We had hoped we had dodged the bullet on Monday by being able to maneuver past the Grizzly Fire in the canyon on our way to Glenwood Springs. I thought worse case, if Interstate 70 and the Glenwood Canyon Trail were going to stay closed I had talked Angela into hitching a ride with our bikes over Independence Pass to Leadville, about a 62 mile trip over a 12,000 ft. pass, far to long, challenging and way too much traffic to ride our bikes. Because 70 was closed almost everyone having to bypass 70, including illegal semi-trucks, had the same idea and within a few hours of day break the state had shut the pass down due to miles long traffic jams in Aspen and two semi-trucks stuck in the “Narrows” just east of Aspen. As for the fire in the canyon, rather than dying down as we had hoped, it had doubled in size in the last 24 hours. We needed a Plan C. 


Angela suggested we rent a car at the Aspen Airport and drive home which was a great idea and pretty much our only real option. By 11 we had left our hotel and started what we thought would be a short and easy 5 mile ride to the airport.  Then we found Google Maps had struck a blow against Good Artificial Intelligence by turning our “bike” ride into a 30 degree hike-a-bike climb out of the Roaring Fork Canyon. 
 

By noon we had our bikes stuffed into the back of our Mitsubishi SUV and were on our way back to our car at the Eagle County Regional Airport where we had left it. 
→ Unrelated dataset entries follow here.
use std::{
    io,
    sync::{Arc, Mutex, PoisonError},
};

use crate::{
    outcome::{HookFailure, Summary},
    reporter::*,
};

/// A reporter that keeps every event it receives.
///
/// Clones share the same buffer, so one clone can be registered with a session
/// while another is kept around to inspect the events after the run.
#[derive(Debug, Default, Clone)]
pub struct CollectingReporter(Arc<Mutex<Vec<Event>>>);

impl CollectingReporter {
    pub fn new() -> Self {
        Self::default()
    }

    /// A snapshot of the events received so far.
    pub fn events(&self) -> Vec<Event> {
        self.0
            .lock()
            .unwrap_or_else(PoisonError::into_inner)
            .clone()
    }

    /// Name paths and outcomes of all finished tests, in order.
    pub fn finished(&self) -> Vec<TestFinished> {
        self.events()
            .into_iter()
            .filter_map(|event| match event {
                Event::TestFinished(data) => Some(data),
                _ => None,
            })
            .collect()
    }

    fn push(&mut self, event: Event) -> io::Result<()> {
        self.0
            .lock()
            .unwrap_or_else(PoisonError::into_inner)
            .push(event);
        Ok(())
    }
}

impl Reporter for CollectingReporter {
    fn fmt_run_start(&mut self, data: &RunStart) -> io::Result<()> {
        self.push(Event::RunStart(*data))
    }

    fn fmt_suite_start(&mut self, data: &SuiteStart) -> io::Result<()> {
        self.push(Event::SuiteStart(data.clone()))
    }

    fn fmt_test_finished(&mut self, data: &TestFinished) -> io::Result<()> {
        self.push(Event::TestFinished(data.clone()))
    }

    fn fmt_hook_error(&mut self, data: &HookFailure) -> io::Result<()> {
        self.push(Event::HookError(data.clone()))
    }

    fn fmt_run_summary(&mut self, data: &Summary) -> io::Result<()> {
        self.push(Event::RunSummary(data.clone()))
    }

    fn fmt_list_test(&mut self, data: &ListTest) -> io::Result<()> {
        self.push(Event::ListTest(data.clone()))
    }

    fn fmt_end_listing(&mut self, data: &EndListing) -> io::Result<()> {
        self.push(Event::EndListing(*data))
    }
}
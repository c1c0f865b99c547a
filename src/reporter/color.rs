use std::io;

/// When reporters should emit ANSI colors.
#[derive(Debug, Default, PartialEq, Eq, Clone, Copy, clap::ValueEnum)]
pub enum ColorSetting {
    /// Color when writing to a terminal.
    #[default]
    #[value(name = "auto")]
    Automatic,
    Always,
    Never,
}

impl ColorSetting {
    pub fn use_color(self, target: &impl SupportsColor) -> bool {
        match self {
            ColorSetting::Automatic => target.supports_color(),
            ColorSetting::Always => true,
            ColorSetting::Never => false,
        }
    }
}

pub(crate) mod colors {
    pub const RESET: &str = "\x1b[0m";
    pub const RED: &str = "\x1b[31m";
    pub const GREEN: &str = "\x1b[32m";
    pub const YELLOW: &str = "\x1b[33m";
}

pub trait SupportsColor {
    fn supports_color(&self) -> bool;
}

impl<T: io::IsTerminal> SupportsColor for T {
    fn supports_color(&self) -> bool {
        self.is_terminal()
    }
}
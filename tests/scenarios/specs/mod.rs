mod ambient;
mod explicit;
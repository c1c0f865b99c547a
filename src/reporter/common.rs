//! Output shared by the human readable reporters.

use std::io;

use crate::{
    outcome::{HookFailure, Summary, TestStatus, display_path},
    reporter::{EndListing, ListTest, TestFinished, color::colors::*},
    tree::HookKind,
};

/// A test that did not pass, remembered until the summary is written.
#[derive(Debug, Clone)]
pub(crate) struct Failure {
    pub name: String,
    pub message: String,
}

impl Failure {
    pub fn from_finished(data: &TestFinished) -> Option<Self> {
        let message = match &data.outcome.status {
            TestStatus::Passed => return None,
            TestStatus::Failed(failure) => failure.to_string(),
            TestStatus::Errored(hook) => hook.to_string(),
        };
        Some(Failure {
            name: display_path(&data.path),
            message,
        })
    }

    /// A failed `after` hook. Failed `before` hooks already show up through
    /// the tests they errored.
    pub fn from_hook(data: &HookFailure) -> Option<Self> {
        if data.kind != HookKind::After {
            return None;
        }
        let suite = match data.suite.is_empty() {
            true => "root suite".to_string(),
            false => display_path(&data.suite),
        };
        Some(Failure {
            name: format!("{suite} (after hook)"),
            message: data.error.to_string(),
        })
    }
}

pub(crate) fn write_failures(target: &mut impl io::Write, failures: &[Failure]) -> io::Result<()> {
    if failures.is_empty() {
        return Ok(());
    }

    writeln!(target)?;
    writeln!(target, "failures:")?;
    writeln!(target)?;
    for failure in failures {
        writeln!(target, "---- {} ----", failure.name)?;
        writeln!(target, "{}", failure.message)?;
        writeln!(target)?;
    }
    writeln!(target, "failures:")?;
    for failure in failures {
        writeln!(target, "    {}", failure.name)?;
    }
    Ok(())
}

pub(crate) fn write_summary(
    target: &mut impl io::Write,
    summary: &Summary,
    use_color: bool,
) -> io::Result<()> {
    let Summary {
        passed,
        failed,
        errored,
        hook_errors,
        filtered_out,
        duration,
        ..
    } = summary;

    writeln!(target)?;
    write!(target, "test result: ")?;
    match (summary.is_success(), use_color) {
        (true, false) => write!(target, "ok. ")?,
        (true, true) => write!(target, "{GREEN}ok{RESET}. ")?,
        (false, false) => write!(target, "FAILED. ")?,
        (false, true) => write!(target, "{RED}FAILED{RESET}. ")?,
    }
    writeln!(
        target,
        "{passed} passed; {failed} failed; {errored} errored; {hook_errors} hook errors; {filtered_out} filtered out; finished in {:.2}s",
        duration.as_secs_f64()
    )?;
    writeln!(target)
}

pub(crate) fn write_list_test(target: &mut impl io::Write, data: &ListTest) -> io::Result<()> {
    writeln!(target, "{}: test", display_path(&data.path))
}

pub(crate) fn write_end_listing(target: &mut impl io::Write, data: &EndListing) -> io::Result<()> {
    match data.selected {
        1 => writeln!(target, "\n1 test")?,
        count => writeln!(target, "\n{count} tests")?,
    }
    if data.filtered_out > 0 {
        writeln!(target, "{} filtered out", data.filtered_out)?;
    }
    Ok(())
}
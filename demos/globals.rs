//! `cargo run --example globals -- --globals`
//!
//! Without `--globals` this spec file refuses to load.

use std::{
    process::ExitCode,
    sync::atomic::{AtomicUsize, Ordering},
};

use kisuite::ambient::*;

static CONNECTIONS: AtomicUsize = AtomicUsize::new(0);

kisuite::spec_file!(GLOBALS, || {
    describe("connection pool", || {
        before(|| {
            CONNECTIONS.store(4, Ordering::SeqCst);
        });
        after(|| {
            CONNECTIONS.store(0, Ordering::SeqCst);
        });

        it("starts with four connections", || {
            assert_eq!(CONNECTIONS.load(Ordering::SeqCst), 4)
        });

        describe("checkout", || {
            before_each(|| {
                CONNECTIONS.fetch_sub(1, Ordering::SeqCst);
            });
            after_each(|| {
                CONNECTIONS.fetch_add(1, Ordering::SeqCst);
            });

            it("takes one connection", || {
                assert_eq!(CONNECTIONS.load(Ordering::SeqCst), 3)
            });
        });
    });
});

fn main() -> ExitCode {
    kisuite::main()
}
Having a car was only part of the solution. In normal times it should have been a 70 mile trip. But with the I-70 closure we had to route west to Rifle, then north to Craig, followed by east to Steamboat Springs  and then south and west back to Eagle. After dropping the rental car off we headed back east for the last 70 miles to home. And of course the rest of America: the cars, SUV’s and RV’s from Missouri, Iowa, Oklahoma, Nevada, California, Arizona and the cross county semi-trucks all were traveling these same two lane roads with us. 


After about 300 miles and 6 hours of two lane highway, seeing some of the beautiful Colorado scenery, we found ourselves under a bloody red sky at the Eagle Airport as the sun set over Glenwood Canyon 15 miles behind us. Plan C had worked!


I asked Angela to take the wheel of our van on the way back to Frisco over Vail Pass while I relaxed, hydrated and thought back over the last few days. Our bike trips together almost always run the full spectrum of emotions and states of mind: happy, sad, pleasant, unpleasant,  hungry, stuffed, simpatico or at each other’s throats, rested or beat, alone or fully socialized. And things rarely go as planned. But the challenges we face are part of the satisfaction we get when we persevere, work together and solve the puzzle. We never really know what lies ahead and that’s what makes it so great. 

3 comments:

  1. What a trip to remember. I bet it was sobering to be so close to the wild fire, and see the scale up close.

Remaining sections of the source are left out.